Principle Investigator: Dr ​Davide Gabelini & Prof John Mattick

Type: ​Collaboration

Project title: “​Molecular Genetic Basis of Facio Scapulo Humeral Dystrophy”

Status: Completed


Facioscapulohumeral muscular dystrophy (FSHD) is a genetic disorder involving slowly progressive muscle degeneration in which the muscles of the face, shoulder blades and upper arms are among the most severely affected.

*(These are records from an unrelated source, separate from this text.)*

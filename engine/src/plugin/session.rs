// SPDX-License-Identifier: Apache-2.0

//! Engine-side wrapper around the multiplexed session shared with one
//! plugin: the engine's client stub for calling into the plugin, plus the
//! channel the registration handshake is driven over.

use crate::envelope::Envelope;
use crate::error::{Error, ErrorKind};
use crate::id::Pattern;
use secrets_proto::{
	mux::{Mux, MuxChannel, MuxShutdownHandle, CHAN_ENGINE_CALLS_PLUGIN, CHAN_PLUGIN_CALLS_ENGINE},
	proto::{Empty, GetSecretsRequest, GetSecretsResponse},
	rpc::{self, METHOD_GET_SECRETS, METHOD_SHUTDOWN},
};
use std::sync::atomic::{AtomicBool, Ordering};
use std::sync::Arc;
use tokio::io::{AsyncRead, AsyncWrite};
use tokio::sync::{Mutex, Notify};

/// One plugin's multiplexed session from the engine's point of view.
///
/// `closed()` mirrors [`super::watcher::Watcher::wait_closed`]'s cold,
/// multi-observer signal shape: the underlying [`Mux`] is moved wholesale
/// into a background task that drives `Mux::closed` to completion, while
/// this struct keeps only a cloneable [`MuxShutdownHandle`] for
/// [`Session::shutdown`] and a shared flag/notify pair so any number of
/// observers (resolver calls, a supervisor joiner) can await `closed()`
/// concurrently.
pub struct Session {
	calls_plugin: Mutex<MuxChannel>,
	shutdown_handle: MuxShutdownHandle,
	closed: Arc<AtomicBool>,
	notify: Arc<Notify>,
	monitor: tokio::task::JoinHandle<()>,
}

impl Session {
	/// Wraps `stream` and opens both logical channels. Returns the session
	/// plus the registration channel, which the caller drives through
	/// exactly one call via [`crate::plugin::registration::accept`] before
	/// discarding it.
	pub fn new<S>(stream: S) -> Result<(Self, MuxChannel), Error>
	where
		S: AsyncRead + AsyncWrite + Send + Unpin + 'static,
	{
		let mut mux = Mux::new(stream);
		let calls_plugin = mux.open(CHAN_ENGINE_CALLS_PLUGIN).map_err(|e| {
			Error::with_source(ErrorKind::IpcSetupFailed, "failed to open plugin-call channel", e)
		})?;
		let registration_channel = mux.open(CHAN_PLUGIN_CALLS_ENGINE).map_err(|e| {
			Error::with_source(ErrorKind::IpcSetupFailed, "failed to open registration channel", e)
		})?;
		let shutdown_handle = mux.shutdown_handle();

		let closed = Arc::new(AtomicBool::new(false));
		let notify = Arc::new(Notify::new());

		let monitor = {
			let closed = closed.clone();
			let notify = notify.clone();
			tokio::spawn(async move {
				mux.closed().await;
				closed.store(true, Ordering::Release);
				notify.notify_waiters();
			})
		};

		Ok((
			Session {
				calls_plugin: Mutex::new(calls_plugin),
				shutdown_handle,
				closed,
				notify,
				monitor,
			},
			registration_channel,
		))
	}

	/// Issues one `GetSecrets` RPC to the plugin. Callers apply their own
	/// deadline around this future.
	pub async fn get_secrets(&self, pattern: &Pattern) -> Result<Vec<Envelope>, Error> {
		let mut chan = self.calls_plugin.lock().await;
		let req = GetSecretsRequest {
			pattern: pattern.string().to_owned(),
		};
		let resp: GetSecretsResponse = rpc::call(&mut *chan, METHOD_GET_SECRETS, &req)
			.await
			.map_err(Error::from)?;
		Ok(resp.envelopes.into_iter().map(Envelope::from_wire).collect())
	}

	/// Issues the plugin-side `Shutdown` RPC. Part of
	/// [`super::handle::RuntimeHandle::close`]'s aggregate teardown.
	pub async fn shutdown_rpc(&self) -> Result<(), Error> {
		let mut chan = self.calls_plugin.lock().await;
		let _: Empty = rpc::call(&mut *chan, METHOD_SHUTDOWN, &Empty {})
			.await
			.map_err(Error::from)?;
		Ok(())
	}

	/// Resolves once the underlying stream closes, for any reason. Cold:
	/// may be awaited any number of times by any number of observers.
	pub async fn closed(&self) {
		loop {
			let notified = self.notify.notified();
			if self.closed.load(Ordering::Acquire) {
				return;
			}
			notified.await;
		}
	}

	pub fn shutdown(&self) {
		self.shutdown_handle.shutdown()
	}
}

impl Drop for Session {
	fn drop(&mut self) {
		self.monitor.abort();
	}
}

In the majority of genetic disorders, the disease is caused by the absence of a protein due to the fact that the information required for the production of that protein has been lost as a result of gene mutation. On the contrary, FSHD results form excessive protein production. FSHD is associated with reduction in the number of copies of DNA on chromosome 4, called D4Z4, that is repeated may times toward the end of the long arm of chromosome 4 in position 4q35. D4Z4 units are arranged like the carriages of a train. In healthy subjects, there are many D4Z4 units, the “HEALTHY train” goes slowly and protein production from the FSHD region is kept under control. In FSHD patients, there are too few D4Z4 units, the “FSHD train” goes too fast and protein production from the FSHD region goes out of control. In particular, excessive production of two proteins located in the FSHD region (called DUX4 and FRG1) seems to play a role in FSHD onset and progression. Interestingly, others and we generated various animal models supporting an important role for FRG1 in FSHD. Indeed, increased production of FRG1 in mice, frogs and worms recapitulates the most prominent features of FSHD (Nature 2006 439:973-7; Dev Dyn. 2009 2381502-12; Dis Model Mech 2009 2:267-74; J Cell Sci 2010 123:1116-23).

We have been interested in understanding what causes the switch toward excessive DUX4 and FRG1 protein production in FSHD. Indeed, we firmly believe that if we understand how protein production from the FSHD region is regulated we could find ways to bring it back to normal levels in FSHD patients.